A new drug combination tested in mice may target the cells responsible for driving some pancreatic tumors. The combination of gemcitabine and the experimental drug tigatuzumab eliminated populations of cancer stem cells and reduced tumor growth in a mouse model of pancreatic cancer, researchers from the Johns Hopkins Sidney Kimmel Cancer Center reported at the AACR annual meeting.
The results provide a rationale for testing the promising combination in patients with this deadly disease, Dr. Rajesh Kumar NV and his colleagues concluded.
Cancer stem cells are thought to self renew while giving rise to tumors, and they may resist conventional treatments. The researchers found that human pancreatic cancer stem cells overexpress a protein called death receptor-5 (DR-5), which is involved in programmed cell death (apoptosis). The protein is also the target of tigatuzumab, a humanized monoclonal antibody also known as CS-1008.
To evaluate the drug’s effects on these important cells, mice were given tigatuzumab alone, gemcitabine alone, or a combination. Although gemcitabine reduced tumor size, it increased levels of pancreatic cancer stem cells (as defined by the protein markers ALDH, CD24, and CD44), and all of the tumors recurred. The combination treatment, however, led to long-term remissions in half of the treated mice.

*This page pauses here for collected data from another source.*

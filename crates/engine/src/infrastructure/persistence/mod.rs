//! World property store adapters.

mod file_store;
mod memory_store;

pub use file_store::JsonFilePropertyStore;
pub use memory_store::InMemoryPropertyStore;
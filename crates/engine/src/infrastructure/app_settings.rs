//! Engine settings, read from the environment.
//!
//! | Variable             | Default                 |
//! |----------------------|-------------------------|
//! | `WARPS_STORE_PATH`   | `world_properties.json` |
//! | `WARPS_PROPERTY_KEY` | `warps`                 |
//! | `WARPS_TICK_MS`      | `50`                    |
//! | `WARPS_ITEM_ID`      | `warps:warp_stone`      |

use std::path::PathBuf;

use chrono::Duration;

pub const DEFAULT_STORE_PATH: &str = "world_properties.json";
pub const DEFAULT_PROPERTY_KEY: &str = "warps";
pub const DEFAULT_TICK_MS: i64 = 50;
pub const DEFAULT_ITEM_ID: &str = "warps:warp_stone";

#[derive(Debug, Clone, PartialEq)]
pub struct AppSettings {
    /// File backing the world-scoped property store.
    pub store_path: PathBuf,
    /// Property key holding the warp list.
    pub property_key: String,
    /// Length of one scheduling tick; the item debounce lasts one tick.
    pub tick: Duration,
    /// Item type that opens the warp menus.
    pub item_id: String,
}

impl Default for AppSettings {
    fn default() -> Self {
        Self {
            store_path: PathBuf::from(DEFAULT_STORE_PATH),
            property_key: DEFAULT_PROPERTY_KEY.to_string(),
            tick: Duration::milliseconds(DEFAULT_TICK_MS),
            item_id: DEFAULT_ITEM_ID.to_string(),
        }
    }
}

impl AppSettings {
    /// Load settings from process environment variables.
    pub fn from_env() -> Self {
        Self::from_lookup(|name| std::env::var(name).ok())
    }

    /// Load settings through an arbitrary variable lookup.
    pub fn from_lookup(lookup: impl Fn(&str) -> Option<String>) -> Self {
        let defaults = Self::default();

        let tick_ms = match lookup("WARPS_TICK_MS") {
            Some(raw) => match raw.trim().parse::<i64>() {
                Ok(ms) if ms > 0 => ms,
                _ => {
                    tracing::warn!(value = %raw, "Invalid WARPS_TICK_MS, using default");
                    DEFAULT_TICK_MS
                }
            },
            None => DEFAULT_TICK_MS,
        };

        Self {
            store_path: lookup("WARPS_STORE_PATH")
                .map(PathBuf::from)
                .unwrap_or(defaults.store_path),
            property_key: lookup("WARPS_PROPERTY_KEY")
                .filter(|key| !key.trim().is_empty())
                .unwrap_or(defaults.property_key),
            tick: Duration::milliseconds(tick_ms),
            item_id: lookup("WARPS_ITEM_ID").unwrap_or(defaults.item_id),
        }
    }
}

#[cfg(test)]
mod tests {
    use super::*;
    use std::collections::HashMap;

    fn lookup(vars: &[(&str, &str)]) -> impl Fn(&str) -> Option<String> {
        let map: HashMap<String, String> = vars
            .iter()
            .map(|(k, v)| (k.to_string(), v.to_string()))
            .collect();
        move |name| map.get(name).cloned()
    }

    #[test]
    fn defaults_when_unset() {
        assert_eq!(AppSettings::from_lookup(lookup(&[])), AppSettings::default());
    }

    #[test]
    fn reads_overrides() {
        let settings = AppSettings::from_lookup(lookup(&[
            ("WARPS_STORE_PATH", "/srv/world/props.json"),
            ("WARPS_PROPERTY_KEY", "server_warps"),
            ("WARPS_TICK_MS", "100"),
            ("WARPS_ITEM_ID", "custom:stone"),
        ]));
        assert_eq!(settings.store_path, PathBuf::from("/srv/world/props.json"));
        assert_eq!(settings.property_key, "server_warps");
        assert_eq!(settings.tick, Duration::milliseconds(100));
        assert_eq!(settings.item_id, "custom:stone");
    }

    #[test]
    fn bad_tick_falls_back() {
        let settings = AppSettings::from_lookup(lookup(&[("WARPS_TICK_MS", "soon")]));
        assert_eq!(settings.tick, Duration::milliseconds(DEFAULT_TICK_MS));
        let settings = AppSettings::from_lookup(lookup(&[("WARPS_TICK_MS", "-5")]));
        assert_eq!(settings.tick, Duration::milliseconds(DEFAULT_TICK_MS));
    }

    #[test]
    fn blank_property_key_falls_back() {
        let settings = AppSettings::from_lookup(lookup(&[("WARPS_PROPERTY_KEY", "  ")]));
        assert_eq!(settings.property_key, DEFAULT_PROPERTY_KEY);
    }
}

In addition, cancer stem cells were eliminated in mice that received tigatuzumab plus gemcitabine, which is the first-line treatment for patients with advanced pancreatic cancer. “It appears that tigatuzumab may be one of the first monoclonal antibodies to target cancer stem cells,” said Dr. Kumar NV. The drug is being tested in a phase II clinical trial with patients who have inoperable, untreated pancreatic cancer.

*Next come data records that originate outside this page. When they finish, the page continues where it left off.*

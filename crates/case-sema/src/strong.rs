//! Strong typing and overlay contract enforcement.
//!
//! Classifies every expression against the operator typing rules, enforces
//! `pure` function contracts, and runs the non-negativity transfer functions
//! with call-site checks against `nonneg` parameter constraints. Errors
//! accumulate; nothing here aborts early.

use case_common::token::parse_number;
use case_parser::{Node, NodeKind};
use rustc_hash::{FxHashMap, FxHashSet};

use crate::env::ScopeStack;
use crate::error::{SemaError, SemaErrorKind};
use crate::fninfo::FunctionInfo;
use crate::ty::{Nonneg, TypeKind};

/// Statement kinds forbidden inside a `pure` function.
const PURE_FORBIDDEN: &[NodeKind] = &[
    NodeKind::Print,
    NodeKind::Open,
    NodeKind::Write,
    NodeKind::Writeln,
    NodeKind::Read,
    NodeKind::Close,
    NodeKind::Send,
    NodeKind::Recv,
    NodeKind::Schedule,
    NodeKind::Sync,
    NodeKind::Mutate,
    NodeKind::Input,
    NodeKind::Checkpoint,
    NodeKind::VBreak,
];

pub(crate) fn run(tree: &Node, functions: &FxHashMap<String, FunctionInfo>) -> Vec<SemaError> {
    let mut checker = StrongChecker {
        functions,
        types: ScopeStack::new(),
        facts: ScopeStack::new(),
        purity: None,
        errors: Vec::new(),
    };
    for stmt in &tree.children {
        checker.check_top_level(stmt);
    }
    checker.errors
}

/// The active `pure` context: function name plus its parameter names.
struct PurityCtx {
    function: String,
    params: FxHashSet<String>,
}

struct StrongChecker<'a> {
    functions: &'a FxHashMap<String, FunctionInfo>,
    types: ScopeStack<TypeKind>,
    facts: ScopeStack<Nonneg>,
    purity: Option<PurityCtx>,
    errors: Vec<SemaError>,
}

Potential Treatment for Brain Cancer Identified
Researchers have identified a potential drug for treating brain cancer that appears to have effects on both tumors and the growth of blood vessels (angiogenesis) that provide essential nutrients and oxygen to the tumors. Growing evidence suggests this strategy may be important for treating glioma brain tumors, as it is for other cancers. In preclinical studies, the compound, 2.5-dimethyl-celecoxib, crossed the blood-brain barrier and inhibited both tumors and angiogenesis.
“Here you have a single drug that attacks both tumor cells and tumor blood vessels, and it can be used over the long term,” said Dr. Florence Hofman of the University of Southern California Keck School of Medicine. The drug is not a COX-2 inhibitor, a family of drugs that has been associated with prohibitive side effects, and therefore it could potentially be used over several years rather than months.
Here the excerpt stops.